(Dataset entries)
--

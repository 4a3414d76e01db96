// Copyright (C) 2022-2025 Michael Herstine <sp1ff@pobox.com>
//
// This file is part of tracing-journald-native.
//
// tracing-journald-native is free software: you can redistribute it and/or modify it under the
// terms of the GNU General Public License as published by the Free Software Foundation, either
// version 3 of the License, or (at your option) any later version.
//
// tracing-journald-native is distributed in the hope that it will be useful, but WITHOUT ANY
// WARRANTY; without even the implied warranty of MERCHANTABILITY or FITNESS FOR A PARTICULAR
// PURPOSE.  See the GNU General Public License for more details.
//
// You should have received a copy of the GNU General Public License along with
// tracing-journald-native.  If not, see <http://www.gnu.org/licenses/>.

//! syslog priority & application severity definitions.
//!
//! [`Level`] replicates the names used in `<syslog.h>`; its discriminants are what journald
//! expects in the `PRIORITY` field. [`Severity`] is the conventional eight-level scale
//! applications log at, ordered from least to most severe.

type StdResult<T, E> = std::result::Result<T, E>;

/// The eight syslog severity levels. The enumeration values duplicate the constants documented as
/// per the `syslog()` manual [page] & defined in `<syslog.h>`.
///
/// [page]: https://man7.org/linux/man-pages/man3/syslog.3.html
#[allow(non_camel_case_types)]
#[derive(Copy, Clone, Debug, PartialEq, Eq)]
pub enum Level {
    /// system is unusable
    LOG_EMERG,
    /// action must be take immediately
    LOG_ALERT,
    /// critical conditions
    LOG_CRIT,
    /// error conditions
    LOG_ERR,
    /// warning conditions
    LOG_WARNING,
    /// normal, but significant condition
    LOG_NOTICE,
    /// informational message
    LOG_INFO,
    /// debug-level message
    LOG_DEBUG,
}

impl std::fmt::Display for Level {
    fn fmt(&self, f: &mut std::fmt::Formatter<'_>) -> StdResult<(), std::fmt::Error> {
        write!(
            f,
            "{}",
            match self {
                Level::LOG_EMERG => "LOG_EMERG",
                Level::LOG_ALERT => "LOG_ALERT",
                Level::LOG_CRIT => "LOG_CRIT",
                Level::LOG_ERR => "LOG_ERR",
                Level::LOG_WARNING => "LOG_WARNING",
                Level::LOG_NOTICE => "LOG_NOTICE",
                Level::LOG_INFO => "LOG_INFO",
                Level::LOG_DEBUG => "LOG_DEBUG",
            }
        )
    }
}

/// Application-side severity, least severe first.
///
/// This is the scale most logging front-ends speak (and the one `tracing` levels are mapped onto);
/// [`Severity::priority`] turns it into the syslog [`Level`] the journal wants. The correspondence
/// is monotonic: `Debug` is `LOG_DEBUG` (7) and `Emergency` is `LOG_EMERG` (0).
#[derive(Copy, Clone, Debug, PartialEq, Eq, PartialOrd, Ord)]
pub enum Severity {
    Debug,
    Info,
    Notice,
    Warning,
    Error,
    Critical,
    Alert,
    Emergency,
}

impl Severity {
    /// Map this severity to its syslog priority
    pub fn priority(self) -> Level {
        match self {
            Severity::Debug => Level::LOG_DEBUG,
            Severity::Info => Level::LOG_INFO,
            Severity::Notice => Level::LOG_NOTICE,
            Severity::Warning => Level::LOG_WARNING,
            Severity::Error => Level::LOG_ERR,
            Severity::Critical => Level::LOG_CRIT,
            Severity::Alert => Level::LOG_ALERT,
            Severity::Emergency => Level::LOG_EMERG,
        }
    }
}

impl std::fmt::Display for Severity {
    fn fmt(&self, f: &mut std::fmt::Formatter<'_>) -> StdResult<(), std::fmt::Error> {
        write!(
            f,
            "{}",
            match self {
                Severity::Debug => "DEBUG",
                Severity::Info => "INFO",
                Severity::Notice => "NOTICE",
                Severity::Warning => "WARNING",
                Severity::Error => "ERROR",
                Severity::Critical => "CRITICAL",
                Severity::Alert => "ALERT",
                Severity::Emergency => "EMERGENCY",
            }
        )
    }
}

/// `tracing` has only five levels; TRACE & DEBUG both land on [`Severity::Debug`].
impl std::convert::From<&tracing::Level> for Severity {
    fn from(level: &tracing::Level) -> Self {
        match *level {
            tracing::Level::TRACE | tracing::Level::DEBUG => Severity::Debug,
            tracing::Level::INFO => Severity::Info,
            tracing::Level::WARN => Severity::Warning,
            tracing::Level::ERROR => Severity::Error,
        }
    }
}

--

Collect the complete line wherever the string "levels" appears in the records.

/// The eight syslog severity levels. The enumeration values duplicate the constants documented as
/// This is the scale most logging front-ends speak (and the one `tracing` levels are mapped onto);
/// `tracing` has only five levels; TRACE & DEBUG both land on [`Severity::Debug`].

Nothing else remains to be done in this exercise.